À quelques variantes près, les chefs d’État (et leurs épouses) de la génération post­indépendance n’ont pas grand-chose à envier à leurs aînés. Le Sud-Africain Jacob Zuma n’ignore rien des talismans zoulous, et l’Ivoirien Laurent Gbagbo, qui a toujours refusé de pénétrer dans la chambre de la résidence présidentielle de Cocody, où dormait Houphouët-Boigny (contrairement à sa femme Simone, qui, elle, « a eu ce courage », nous confia-t-il un jour), craignait les sorciers baoulés tout en vouant une confiance totale à des pasteurs sulfureux.

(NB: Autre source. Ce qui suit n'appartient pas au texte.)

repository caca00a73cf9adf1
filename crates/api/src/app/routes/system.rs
use axum::http::StatusCode;

pub async fn health() -> StatusCode {
    StatusCode::OK
}
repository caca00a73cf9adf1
//! Accounting boundary (double-entry journal).
//!
//! Pure domain logic plus an in-memory journal. The depreciation ledger only
//! ever holds a [`JournalRef`](assetbook_core::JournalRef) to entries posted here.

pub mod ledger;

pub use ledger::{
    Account, AccountKind, DepreciationAccounts, InMemoryJournal, Journal, JournalEntry,
    JournalEntryLine, JournalError,
};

Tel ne sort jamais sans être accompagné de sa mallette magique, tel autre cache ses féticheurs dans une salle adjacente du Palais des congrès où il doit prononcer une allocution, un troisième s’enduit les mains d’un baume protecteur avant chaque audience afin d’assurer sa domination sur son interlocuteur, un quatrième a dans sa salle de bains privée une impressionnante collection de fioles au contenu étrange. Tous ou presque, y compris ceux qui, profilés Bretton Woods, affectent de dédaigner ces « superstitions » politiquement incorrectes, consultent des spécialistes de l’art avant chaque nouveau gouvernement, chaque grande décision politique et chaque déplacement un tant soit peu à risques. Ces conseillers occultes et marginaux constituent collectivement une sorte de Premier ministre fantôme. Ils sont en général craints et détestés par les collaborateurs du chef, qui ont évidemment recours au même type de pratiques pour conserver poste et influence.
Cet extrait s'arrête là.